Aim of the task: In the entries below, find the lines that contain the word "AsRef" and copy them.

== Supplied information ==

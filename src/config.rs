//! Configuration for document extraction.
//!
//! All behaviour is controlled through [`ExtractionConfig`], built via its
//! [`ExtractionConfigBuilder`] or seeded from a TOML file with
//! [`ExtractionConfig::from_file`]. Keeping every knob in one struct makes it
//! trivial to share configs across calls and to diff two runs.

use crate::error::ExtractError;
use serde::{Deserialize, Serialize};
use std::path::Path;

/// Configuration for an extraction run.
///
/// # Example
/// ```rust
/// use docfields::ExtractionConfig;
///
/// let config = ExtractionConfig::builder()
///     .dpi(200)
///     .model_name("gemini-2.0-flash-001")
///     .use_mock(true)
///     .build()
///     .unwrap();
/// ```
#[derive(Debug, Clone)]
pub struct ExtractionConfig {
    /// Rendering DPI used when rasterising each PDF page. Range: 72–400. Default: 150.
    ///
    /// DPI is a zoom factor relative to the PDF's base 72-DPI coordinate
    /// space. Higher values improve small-text legibility at the cost of
    /// payload size and per-call latency.
    pub dpi: u32,

    /// Maximum rendered image dimension (width or height) in pixels. Default: 2000.
    ///
    /// A safety cap independent of DPI so an oversized page cannot exhaust
    /// memory or blow past the API's upload limits.
    pub max_rendered_pixels: u32,

    /// Vision model identifier. Default: "gemini-2.0-flash-001".
    pub model_name: String,

    /// Google Cloud project ID for the Vertex endpoint. Optional when an
    /// API key is used instead.
    pub project_id: Option<String>,

    /// Vertex AI region. Default: "europe-west1".
    pub location: String,

    /// API key for the public generative-language endpoint. Takes precedence
    /// over `project_id` when both are set.
    pub api_key: Option<String>,

    /// Use the offline mock model instead of a remote API. Default: false.
    pub use_mock: bool,

    /// Sampling temperature. Default: 0.1 — extraction wants the model
    /// faithful to what is on the page, not creative.
    pub temperature: f32,

    /// Maximum tokens the model may generate. Default: 4096.
    pub max_output_tokens: u32,

    /// Page selection. Default: all pages.
    pub pages: PageSelection,

    /// OCR engine settings.
    pub ocr: OcrSettings,
}

impl Default for ExtractionConfig {
    fn default() -> Self {
        Self {
            dpi: 150,
            max_rendered_pixels: 2000,
            model_name: "gemini-2.0-flash-001".to_string(),
            project_id: None,
            location: "europe-west1".to_string(),
            api_key: None,
            use_mock: false,
            temperature: 0.1,
            max_output_tokens: 4096,
            pages: PageSelection::default(),
            ocr: OcrSettings::default(),
        }
    }
}

impl ExtractionConfig {
    /// Create a new builder.
    pub fn builder() -> ExtractionConfigBuilder {
        ExtractionConfigBuilder {
            config: Self::default(),
        }
    }

    /// Seed a builder from a TOML configuration file.
    ///
    /// Missing sections and keys keep their defaults; CLI flags applied on
    /// top of the returned builder win over file values.
    pub fn from_file(path: impl AsRef<Path>) -> Result<ExtractionConfigBuilder, ExtractError> {
        let path = path.as_ref();
        let raw = std::fs::read_to_string(path).map_err(|e| ExtractError::ConfigLoadFailed {
            path: path.to_path_buf(),
            detail: e.to_string(),
        })?;
        let file: FileConfig = toml::from_str(&raw).map_err(|e| ExtractError::ConfigLoadFailed {
            path: path.to_path_buf(),
            detail: e.to_string(),
        })?;

        let mut builder = Self::builder();
        if let Some(model) = file.model {
            if let Some(v) = model.project_id {
                builder = builder.project_id(v);
            }
            if let Some(v) = model.location {
                builder = builder.location(v);
            }
            if let Some(v) = model.model_name {
                builder = builder.model_name(v);
            }
            if let Some(v) = model.api_key {
                builder = builder.api_key(v);
            }
            if let Some(v) = model.use_mock {
                builder = builder.use_mock(v);
            }
        }
        if let Some(ocr) = file.ocr {
            if let Some(v) = ocr.lang {
                builder = builder.ocr_lang(v);
            }
            if let Some(v) = ocr.psm {
                builder.config.ocr.psm = v;
            }
            if let Some(v) = ocr.oem {
                builder.config.ocr.oem = v;
            }
        }
        if let Some(render) = file.render {
            if let Some(v) = render.dpi {
                builder = builder.dpi(v);
            }
            if let Some(v) = render.max_rendered_pixels {
                builder = builder.max_rendered_pixels(v);
            }
        }
        Ok(builder)
    }
}

/// Builder for [`ExtractionConfig`].
#[derive(Debug)]
pub struct ExtractionConfigBuilder {
    config: ExtractionConfig,
}

impl ExtractionConfigBuilder {
    pub fn dpi(mut self, dpi: u32) -> Self {
        self.config.dpi = dpi.clamp(72, 400);
        self
    }

    pub fn max_rendered_pixels(mut self, px: u32) -> Self {
        self.config.max_rendered_pixels = px.max(100);
        self
    }

    pub fn model_name(mut self, name: impl Into<String>) -> Self {
        self.config.model_name = name.into();
        self
    }

    pub fn project_id(mut self, id: impl Into<String>) -> Self {
        self.config.project_id = Some(id.into());
        self
    }

    pub fn location(mut self, location: impl Into<String>) -> Self {
        self.config.location = location.into();
        self
    }

    pub fn api_key(mut self, key: impl Into<String>) -> Self {
        self.config.api_key = Some(key.into());
        self
    }

    pub fn use_mock(mut self, v: bool) -> Self {
        self.config.use_mock = v;
        self
    }

    pub fn temperature(mut self, t: f32) -> Self {
        self.config.temperature = t.clamp(0.0, 2.0);
        self
    }

    pub fn max_output_tokens(mut self, n: u32) -> Self {
        self.config.max_output_tokens = n;
        self
    }

    pub fn pages(mut self, selection: PageSelection) -> Self {
        self.config.pages = selection;
        self
    }

    pub fn ocr_lang(mut self, lang: impl Into<String>) -> Self {
        self.config.ocr.lang = lang.into();
        self
    }

    pub fn ocr(mut self, settings: OcrSettings) -> Self {
        self.config.ocr = settings;
        self
    }

    /// Build the configuration, validating constraints.
    pub fn build(self) -> Result<ExtractionConfig, ExtractError> {
        let c = &self.config;
        if c.dpi < 72 || c.dpi > 400 {
            return Err(ExtractError::InvalidConfig(format!(
                "DPI must be 72–400, got {}",
                c.dpi
            )));
        }
        if c.ocr.lang.trim().is_empty() {
            return Err(ExtractError::InvalidConfig(
                "OCR language must not be empty".into(),
            ));
        }
        Ok(self.config)
    }
}

/// Tesseract engine settings.
///
/// `lang` accepts a single language ("eng", "fra") or a combined set
/// ("fra+eng"). `psm` and `oem` map to the engine's `--psm` / `--oem` flags.
#[derive(Debug, Clone, Serialize, Deserialize)]
pub struct OcrSettings {
    pub lang: String,
    pub psm: u8,
    pub oem: u8,
}

impl Default for OcrSettings {
    fn default() -> Self {
        Self {
            lang: "eng".to_string(),
            psm: 6,
            oem: 3,
        }
    }
}

// ── Page selection ───────────────────────────────────────────────────────

/// Specifies which pages of the document to process. Indices are 0-based.
#[derive(Debug, Clone, PartialEq, Eq, Default, Serialize, Deserialize)]
pub enum PageSelection {
    /// Process all pages (default).
    #[default]
    All,
    /// Process specific pages.
    Set(Vec<usize>),
    /// Process a contiguous inclusive range.
    Range(usize, usize),
}

impl PageSelection {
    /// Parse a selector string: `"all"`, `"a,b,c"`, `"a-b"`, or a mixed form
    /// such as `"0,2-4,7"`. Indices are 0-based.
    pub fn parse(s: &str) -> Result<Self, ExtractError> {
        let trimmed = s.trim();
        let invalid = |detail: &str| ExtractError::InvalidPageSelector {
            selector: s.to_string(),
            detail: detail.to_string(),
        };

        if trimmed.is_empty() {
            return Err(invalid("empty selector"));
        }
        if trimmed.eq_ignore_ascii_case("all") {
            return Ok(PageSelection::All);
        }

        // Pure range with no commas keeps its own representation so callers
        // can see what was asked for.
        if !trimmed.contains(',') {
            if let Some((start, end)) = trimmed.split_once('-') {
                let start: usize = start
                    .trim()
                    .parse()
                    .map_err(|_| invalid("range start is not a number"))?;
                let end: usize = end
                    .trim()
                    .parse()
                    .map_err(|_| invalid("range end is not a number"))?;
                if start > end {
                    return Err(invalid("range start must be <= end"));
                }
                return Ok(PageSelection::Range(start, end));
            }
            let page: usize = trimmed.parse().map_err(|_| invalid("not a number"))?;
            return Ok(PageSelection::Set(vec![page]));
        }

        let mut pages = Vec::new();
        for part in trimmed.split(',') {
            let part = part.trim();
            if let Some((start, end)) = part.split_once('-') {
                let start: usize = start
                    .trim()
                    .parse()
                    .map_err(|_| invalid("range start is not a number"))?;
                let end: usize = end
                    .trim()
                    .parse()
                    .map_err(|_| invalid("range end is not a number"))?;
                if start > end {
                    return Err(invalid("range start must be <= end"));
                }
                pages.extend(start..=end);
            } else {
                pages.push(part.parse().map_err(|_| invalid("not a number"))?);
            }
        }
        Ok(PageSelection::Set(pages))
    }

    /// Expand the selection into a sorted, deduplicated list of 0-based page
    /// indices. Out-of-range indices are dropped; a zero-page document yields
    /// an empty list.
    pub fn to_indices(&self, total_pages: usize) -> Vec<usize> {
        let mut indices: Vec<usize> = match self {
            PageSelection::All => (0..total_pages).collect(),
            PageSelection::Set(pages) => {
                pages.iter().copied().filter(|&p| p < total_pages).collect()
            }
            PageSelection::Range(start, end) => (*start..=*end)
                .filter(|&p| p < total_pages)
                .collect(),
        };
        indices.sort_unstable();
        indices.dedup();
        indices
    }
}

impl std::str::FromStr for PageSelection {
    type Err = ExtractError;

    fn from_str(s: &str) -> Result<Self, Self::Err> {
        PageSelection::parse(s)
    }
}

// ── File config ──────────────────────────────────────────────────────────

/// On-disk TOML configuration.
///
/// ```toml
/// [model]
/// project_id = "my-project"
/// location   = "europe-west1"
/// model_name = "gemini-2.0-flash-001"
/// use_mock   = false
///
/// [ocr]
/// lang = "fra+eng"
/// psm  = 6
/// oem  = 3
///
/// [render]
/// dpi = 150
/// ```
#[derive(Debug, Default, Deserialize)]
struct FileConfig {
    model: Option<FileModelConfig>,
    ocr: Option<FileOcrConfig>,
    render: Option<FileRenderConfig>,
}

#[derive(Debug, Default, Deserialize)]
struct FileModelConfig {
    project_id: Option<String>,
    location: Option<String>,
    model_name: Option<String>,
    api_key: Option<String>,
    use_mock: Option<bool>,
}

#[derive(Debug, Default, Deserialize)]
struct FileOcrConfig {
    lang: Option<String>,
    psm: Option<u8>,
    oem: Option<u8>,
}

#[derive(Debug, Default, Deserialize)]
struct FileRenderConfig {
    dpi: Option<u32>,
    max_rendered_pixels: Option<u32>,
}
//! OCR adapter: text extraction through the external `tesseract` binary.
//!
//! The engine is invoked as a subprocess (`tesseract <image> stdout`) rather
//! than through FFI bindings — the same route the original tooling in this
//! space takes. Page images are written to a scratch directory that cleans
//! itself up when the call returns.
//!
//! A missing binary is a fatal, user-visible [`ExtractError::OcrUnavailable`]
//! with install instructions; no fallback is attempted.

use crate::config::OcrSettings;
use crate::error::ExtractError;
use crate::pipeline::render::PageImage;
use std::path::Path;
use std::time::Instant;
use tokio::process::Command;
use tracing::{debug, info};

/// Result of running OCR over a document.
#[derive(Debug, Clone)]
pub struct OcrText {
    /// Page texts joined with a blank line, in page order.
    pub text: String,
    pub word_count: usize,
    pub duration_ms: u64,
}

impl OcrText {
    pub fn is_empty(&self) -> bool {
        self.text.trim().is_empty()
    }
}

/// Tesseract subprocess wrapper.
pub struct TesseractOcr {
    settings: OcrSettings,
}

impl TesseractOcr {
    pub fn new(settings: OcrSettings) -> Self {
        Self { settings }
    }

    /// Probe for the engine without running a recognition pass.
    pub async fn is_available() -> bool {
        Command::new("tesseract")
            .arg("--version")
            .output()
            .await
            .map(|out| out.status.success())
            .unwrap_or(false)
    }

    /// Run OCR over rasterised pages. Pages are processed in order and the
    /// texts joined with a blank line.
    pub async fn extract_from_images(
        &self,
        pages: &[PageImage],
    ) -> Result<OcrText, ExtractError> {
        let start = Instant::now();
        let scratch = tempfile::TempDir::new()
            .map_err(|e| ExtractError::Internal(format!("scratch dir: {}", e)))?;

        let mut page_texts = Vec::with_capacity(pages.len());
        for page in pages {
            let img_path = scratch.path().join(format!("page-{}.png", page.index));
            page.image
                .save_with_format(&img_path, image::ImageFormat::Png)
                .map_err(|e| ExtractError::Internal(format!("scratch PNG: {}", e)))?;

            let text = self.run_engine(&img_path, page.index).await?;
            debug!(
                "OCR page {}: {} chars",
                page.index,
                text.len()
            );
            page_texts.push(text);
        }

        let text = page_texts.join("\n\n");
        let word_count = text.split_whitespace().count();
        let duration_ms = start.elapsed().as_millis() as u64;
        info!(
            "OCR finished: {} pages, {} words, {}ms",
            pages.len(),
            word_count,
            duration_ms
        );

        Ok(OcrText {
            text,
            word_count,
            duration_ms,
        })
    }

    async fn run_engine(&self, image_path: &Path, page: usize) -> Result<String, ExtractError> {
        let output = Command::new("tesseract")
            .arg(image_path)
            .arg("stdout")
            .arg("-l")
            .arg(&self.settings.lang)
            .arg("--psm")
            .arg(self.settings.psm.to_string())
            .arg("--oem")
            .arg(self.settings.oem.to_string())
            .output()
            .await
            .map_err(|e| {
                if e.kind() == std::io::ErrorKind::NotFound {
                    ExtractError::OcrUnavailable
                } else {
                    ExtractError::OcrFailed {
                        page,
                        detail: e.to_string(),
                    }
                }
            })?;

        if !output.status.success() {
            return Err(ExtractError::OcrFailed {
                page,
                detail: String::from_utf8_lossy(&output.stderr).trim().to_string(),
            });
        }

        Ok(String::from_utf8_lossy(&output.stdout).trim().to_string())
    }
}

#[cfg(test)]
mod tests {
    use super::*;
    use crate::config::OcrSettings;
    use image::{DynamicImage, Rgba, RgbaImage};

    #[test]
    fn ocr_text_emptiness() {
        let t = OcrText {
            text: "  \n ".into(),
            word_count: 0,
            duration_ms: 1,
        };
        assert!(t.is_empty());
    }

    // Needs the tesseract binary; skipped when it is not installed.
    #[tokio::test]
    async fn blank_image_yields_empty_text() {
        if !TesseractOcr::is_available().await {
            eprintln!("SKIP — tesseract not installed");
            return;
        }
        let ocr = TesseractOcr::new(OcrSettings::default());
        let blank = DynamicImage::ImageRgba8(RgbaImage::from_pixel(
            120,
            120,
            Rgba([255, 255, 255, 255]),
        ));
        let result = ocr
            .extract_from_images(&[PageImage {
                index: 0,
                image: blank,
            }])
            .await
            .expect("OCR on a blank page should succeed");
        assert!(result.is_empty());
    }
}
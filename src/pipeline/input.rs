//! Input resolution: classify a user-supplied path as PDF or raster image.
//!
//! PDFs are verified against the `%PDF` magic bytes before pdfium ever sees
//! them, so callers get a meaningful error rather than a cryptic parser
//! failure. Raster images are accepted by extension and decoded later.

use crate::error::ExtractError;
use std::path::{Path, PathBuf};
use tracing::debug;

/// Raster extensions the pipeline accepts alongside PDF.
const IMAGE_EXTENSIONS: &[&str] = &["png", "jpg", "jpeg", "tiff", "tif", "bmp"];

/// What kind of file the input turned out to be.
#[derive(Debug, Clone, Copy, PartialEq, Eq)]
pub enum DocumentFormat {
    Pdf,
    Image,
}

/// A validated input document.
#[derive(Debug, Clone)]
pub struct ResolvedDocument {
    pub path: PathBuf,
    pub format: DocumentFormat,
}

/// Resolve and validate an input path.
///
/// Checks existence, readability, and (for PDFs) the `%PDF` magic bytes.
pub fn resolve_input(path_str: impl AsRef<Path>) -> Result<ResolvedDocument, ExtractError> {
    let path = path_str.as_ref().to_path_buf();

    if !path.exists() {
        return Err(ExtractError::FileNotFound { path });
    }

    let ext = path
        .extension()
        .and_then(|e| e.to_str())
        .map(|e| e.to_ascii_lowercase())
        .unwrap_or_default();

    let format = if ext == "pdf" {
        DocumentFormat::Pdf
    } else if IMAGE_EXTENSIONS.contains(&ext.as_str()) {
        DocumentFormat::Image
    } else {
        return Err(ExtractError::UnsupportedFormat { path });
    };

    // Check read permission by opening; verify PDF magic while we're at it.
    match std::fs::File::open(&path) {
        Ok(mut f) => {
            if format == DocumentFormat::Pdf {
                use std::io::Read;
                let mut magic = [0u8; 4];
                if f.read_exact(&mut magic).is_ok() && &magic != b"%PDF" {
                    return Err(ExtractError::NotAPdf { path, magic });
                }
            }
        }
        Err(e) if e.kind() == std::io::ErrorKind::PermissionDenied => {
            return Err(ExtractError::PermissionDenied { path });
        }
        Err(_) => {
            return Err(ExtractError::FileNotFound { path });
        }
    }

    debug!("Resolved input {} as {:?}", path.display(), format);
    Ok(ResolvedDocument { path, format })
}

#[cfg(test)]
mod tests {
    use super::*;
    use std::io::Write;

    fn temp_file_with(name: &str, contents: &[u8]) -> (tempfile::TempDir, PathBuf) {
        let dir = tempfile::TempDir::new().unwrap();
        let path = dir.path().join(name);
        std::fs::File::create(&path)
            .unwrap()
            .write_all(contents)
            .unwrap();
        (dir, path)
    }

    #[test]
    fn missing_file_is_not_found() {
        let err = resolve_input("/no/such/file.pdf").unwrap_err();
        assert!(matches!(err, ExtractError::FileNotFound { .. }));
    }

    #[test]
    fn pdf_magic_is_verified() {
        let (_dir, path) = temp_file_with("doc.pdf", b"%PDF-1.7 rest");
        let doc = resolve_input(&path).unwrap();
        assert_eq!(doc.format, DocumentFormat::Pdf);

        let (_dir, path) = temp_file_with("fake.pdf", b"PK\x03\x04zipzip");
        let err = resolve_input(&path).unwrap_err();
        assert!(matches!(err, ExtractError::NotAPdf { .. }));
    }

    #[test]
    fn image_extensions_are_accepted() {
        for name in ["scan.png", "scan.JPG", "scan.tiff"] {
            let (_dir, path) = temp_file_with(name, b"whatever");
            let doc = resolve_input(&path).unwrap();
            assert_eq!(doc.format, DocumentFormat::Image, "for {name}");
        }
    }

    #[test]
    fn unknown_extension_is_rejected() {
        let (_dir, path) = temp_file_with("doc.docx", b"whatever");
        let err = resolve_input(&path).unwrap_err();
        assert!(matches!(err, ExtractError::UnsupportedFormat { .. }));
    }
}
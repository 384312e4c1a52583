//! Offline end-to-end tests: raster-image inputs driven through the full
//! pipeline against the mock model. No pdfium, no network, no tesseract
//! needed (OCR-path tests skip themselves when the binary is absent).

use docfields::pipeline::ocr::TesseractOcr;
use docfields::{
    extract, extract_document, extract_structured, DocumentKind, ExtractedData,
    ExtractionConfig, ExtractionSchema, PageSelection,
};
use image::{Rgba, RgbaImage};
use serde_json::{json, Value};
use std::path::PathBuf;

/// Write a small white PNG into a temp dir and return its path.
fn sample_image(dir: &tempfile::TempDir) -> PathBuf {
    let path = dir.path().join("scan.png");
    let img = RgbaImage::from_pixel(200, 120, Rgba([255, 255, 255, 255]));
    img.save(&path).expect("write sample image");
    path
}

fn mock_config() -> ExtractionConfig {
    ExtractionConfig::builder().use_mock(true).build().unwrap()
}

#[tokio::test]
async fn freeform_extraction_returns_text() {
    let dir = tempfile::TempDir::new().unwrap();
    let path = sample_image(&dir);

    let output = extract(
        &path,
        "extract the invoice number\n\nINVOICE #123",
        &mock_config(),
    )
    .await
    .unwrap();

    assert_eq!(output.kind, DocumentKind::Generic);
    let text = output.data.as_text().expect("free-form result is text");
    assert!(text.contains("123"));
    assert_eq!(output.stats.total_pages, 1);
    assert_eq!(output.stats.selected_pages, 1);
}

#[tokio::test]
async fn structured_extraction_never_fabricates_missing_fields() {
    let dir = tempfile::TempDir::new().unwrap();
    let path = sample_image(&dir);

    let schema = ExtractionSchema::from_value(json!({
        "invoice_number": "string or null",
        "total_incl_tax": "number or null"
    }))
    .unwrap();

    let output = extract_structured(&path, &schema, &mock_config())
        .await
        .unwrap();

    let fields = match &output.data {
        ExtractedData::Fields(map) => map,
        other => panic!("expected fields, got {other:?}"),
    };
    // Nothing on the page mentioned an invoice number or total: the fields
    // must be null or absent, never invented.
    for key in ["invoice_number", "total_incl_tax"] {
        match fields.get(key) {
            None | Some(Value::Null) => {}
            Some(v) => panic!("{key} must be null/absent, got {v}"),
        }
    }
}

#[tokio::test]
async fn structured_extraction_with_unrecognised_schema_is_empty_object() {
    let dir = tempfile::TempDir::new().unwrap();
    let path = sample_image(&dir);

    let schema = ExtractionSchema::from_value(json!({"color": "string"})).unwrap();
    let output = extract_structured(&path, &schema, &mock_config())
        .await
        .unwrap();

    match &output.data {
        ExtractedData::Fields(map) => assert!(map.is_empty()),
        other => panic!("expected fields, got {other:?}"),
    }
}

#[tokio::test]
async fn selection_matching_no_page_is_not_an_error() {
    let dir = tempfile::TempDir::new().unwrap();
    let path = sample_image(&dir);

    let config = ExtractionConfig::builder()
        .use_mock(true)
        .pages(PageSelection::Set(vec![5]))
        .build()
        .unwrap();

    let output = extract(&path, "describe this document", &config)
        .await
        .unwrap();

    // An empty image sequence still completes the call.
    assert_eq!(output.stats.selected_pages, 0);
    assert_eq!(output.stats.total_pages, 1);
}

#[tokio::test]
async fn missing_file_is_fatal_input_error() {
    let err = extract("/no/such/doc.pdf", "x", &mock_config())
        .await
        .unwrap_err();
    assert!(matches!(err, docfields::ExtractError::FileNotFound { .. }));
}

#[tokio::test]
async fn unsupported_extension_is_fatal_input_error() {
    let dir = tempfile::TempDir::new().unwrap();
    let path = dir.path().join("doc.docx");
    std::fs::write(&path, b"hello").unwrap();

    let err = extract(&path, "x", &mock_config()).await.unwrap_err();
    assert!(matches!(
        err,
        docfields::ExtractError::UnsupportedFormat { .. }
    ));
}

#[tokio::test]
async fn csv_export_flattens_structured_result() {
    let dir = tempfile::TempDir::new().unwrap();
    let path = sample_image(&dir);

    let schema = ExtractionSchema::from_value(json!({
        "invoice_number": "string or null",
        "total_incl_tax": "number or null"
    }))
    .unwrap();
    let output = extract_structured(&path, &schema, &mock_config())
        .await
        .unwrap();

    let csv = output.to_csv_string();
    let mut lines = csv.lines();
    let header = lines.next().unwrap();
    assert!(header.contains("invoice_number"));
    assert!(lines.next().is_some());
}

// ── OCR pipeline (skips without the tesseract binary) ───────────────────────

#[tokio::test]
async fn ocr_pipeline_typed_invoice_on_blank_page_is_empty_document() {
    if !TesseractOcr::is_available().await {
        eprintln!("SKIP — tesseract not installed");
        return;
    }
    let dir = tempfile::TempDir::new().unwrap();
    let path = sample_image(&dir);

    // A blank page OCRs to nothing; typed extraction refuses to run on it.
    let err = extract_document(&path, Some(DocumentKind::Invoice), &mock_config())
        .await
        .unwrap_err();
    assert!(matches!(err, docfields::ExtractError::EmptyDocument { .. }));
}

#[tokio::test]
async fn ocr_pipeline_generic_returns_ocr_text() {
    if !TesseractOcr::is_available().await {
        eprintln!("SKIP — tesseract not installed");
        return;
    }
    let dir = tempfile::TempDir::new().unwrap();
    let path = sample_image(&dir);

    let output = extract_document(&path, Some(DocumentKind::Generic), &mock_config())
        .await
        .unwrap();
    assert_eq!(output.kind, DocumentKind::Generic);
    assert!(output.data.as_text().is_some());
    assert!(output.stats.ocr_ms.is_some());
}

===

Output below:
    pub fn from_file(path: impl AsRef<Path>) -> Result<ExtractionConfigBuilder, ExtractError> {
pub fn resolve_input(path_str: impl AsRef<Path>) -> Result<ResolvedDocument, ExtractError> {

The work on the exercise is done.